Because, he said, I hadn't met you yet.
And so it goes with Ui Rathaile and his Friday afternoons. Last week's invitation came by text: "Is the lady free to lunch?" Before I had time to fire off a reply he followed up with: "Halfway across the Millennium Bridge. 2pm." At 1.59pm I am walking over the bridge, when I spot Ui Rathaile seven or eight paces ahead of me and I realise he had intended for me to approach from the opposite side of the river. I have denied him the graceful serendipity of a face-to-face encounter. He is disappointed by my clumsiness, which wounds me deeply.
It's impossible to eat when you have a lovesick heart. Because the failure was not on his part, Ui Rathaile recovers quickly, and is overcome with a teenage hunger when we arrive at Boojum. He wants tortilla chips with double guacamole. He wants Corona with a wedge of lime. The lightness of his humour is oppressing me, so I revolt and do the unthinkable with his Friday afternoon. I decide that I am through with love. This is work.

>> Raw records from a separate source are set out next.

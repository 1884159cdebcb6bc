pub mod task;
pub mod user;

pub use task::{Task, TaskInput, TaskQuery, TaskStatus};
pub use user::{
    Credentials, NewUser, NewUserRecord, Pagination, PublicUser, Role, UserRecord, UserUpdate,
};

It was an easy enough transition, probably because I like burritos. Who doesn't? But a good burrito is hard to find in this town -- despite a rash of newly opened taquerias. Unfortunately, every burrito I've tried has been too skimpy, afraid of its own fatness, too ashamed to squelch and bulge and drip when you sink your teeth into it.
Boojum's burritos, on the other hand, are proud to shake their big, fat, picante asses at the competition.

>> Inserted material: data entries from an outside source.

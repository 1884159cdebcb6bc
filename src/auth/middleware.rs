use std::sync::Arc;

use actix_web::{
    body::EitherBody,
    dev::{forward_ready, Service, ServiceRequest, ServiceResponse, Transform},
    http::header,
    Error, HttpMessage,
};
use futures::future::{ready, LocalBoxFuture, Ready};

use super::errors::AuthError;
use super::gate::authorize;
use super::token::TokenIssuer;
use crate::error::AppError;

/// Runs the authorization gate in front of every service it wraps.
///
/// On success the caller's [`Identity`](super::gate::Identity) is inserted into
/// the request extensions; on failure the request is answered with 401 and
/// never reaches the handler.
pub struct AuthMiddleware {
    tokens: Arc<TokenIssuer>,
}

impl AuthMiddleware {
    pub fn new(tokens: Arc<TokenIssuer>) -> Self {
        Self { tokens }
    }
}

impl<S, B> Transform<S, ServiceRequest> for AuthMiddleware
where
    S: Service<ServiceRequest, Response = ServiceResponse<B>, Error = Error>,
    S::Future: 'static,
    B: 'static,
{
    type Response = ServiceResponse<EitherBody<B>>;
    type Error = Error;
    type Transform = AuthMiddlewareService<S>;
    type InitError = ();
    type Future = Ready<Result<Self::Transform, Self::InitError>>;

    fn new_transform(&self, service: S) -> Self::Future {
        ready(Ok(AuthMiddlewareService {
            service,
            tokens: Arc::clone(&self.tokens),
        }))
    }
}

pub struct AuthMiddlewareService<S> {
    service: S,
    tokens: Arc<TokenIssuer>,
}

impl<S, B> Service<ServiceRequest> for AuthMiddlewareService<S>
where
    S: Service<ServiceRequest, Response = ServiceResponse<B>, Error = Error>,
    S::Future: 'static,
    B: 'static,
{
    type Response = ServiceResponse<EitherBody<B>>;
    type Error = Error;
    type Future = LocalBoxFuture<'static, Result<Self::Response, Self::Error>>;

    forward_ready!(service);

    fn call(&self, req: ServiceRequest) -> Self::Future {
        let outcome = match req.headers().get(header::AUTHORIZATION) {
            None => authorize(&self.tokens, ""),
            Some(value) => match value.to_str() {
                Ok(raw) => authorize(&self.tokens, raw),
                Err(_) => Err(AuthError::MalformedCredential),
            },
        };

        match outcome {
            Ok(identity) => {
                req.extensions_mut().insert(identity);
                let fut = self.service.call(req);
                Box::pin(async move { fut.await.map(ServiceResponse::map_into_left_body) })
            }
            Err(err) => {
                log::debug!("{} {} rejected: {}", req.method(), req.path(), err);
                let response = req
                    .error_response(AppError::from(err))
                    .map_into_right_body();
                Box::pin(async move { Ok(response) })
            }
        }
    }
}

They make it so easy, by helping you to build your burrito in three steps: choose your base, your filling and your salsa. The classic burrito comes with beans, rice, meat, salsa and sour cream. Another burrito is stuffed fajita-style with fried peppers and onions. Corn taco shells are packed with sour cream, shredded lettuce and cheese.
Or for those with carbophobic, North Californian tendencies: a tortilla-free burrito bowl. And a kick in the arse.
My spirits restored, I got stuck into Ui Rathaile's corn chips, smeared with coriander and lime-laced guacamole -- roughly mashed avocado -- no pale watery puree, thank heavens. He ordered the biggest, baddest burrito in the house for himself. Shredded beef, slow braised and cut with muddy black beans and grains of rice. The meat was juicy and flavoursome, bolstered with sour cream, and so much cheese and hot smokey salsa that even Ui Rathaile's near-legendary gob, with its capacious jaw, strained to accommodate it.
For me, he bought a fajita burrito, with marinated chargrilled chicken.
I watched the girl build it with the concentration and ambition of a champion suitcase packer. It will burst, I wanted to cry. I will be a mess. But her expert packing and folding ensured that it didn't and I wasn't. I'll eat my sombrero if these aren't the best burritos in town. And, and, and ... Beer costs just €2.75 a bottle. Ui Rathaile made me drink two. Lighten up, Baby, he said. I poke the lime down the bottle neck with my finger and that is when it hits me: mi amor es un Diablo.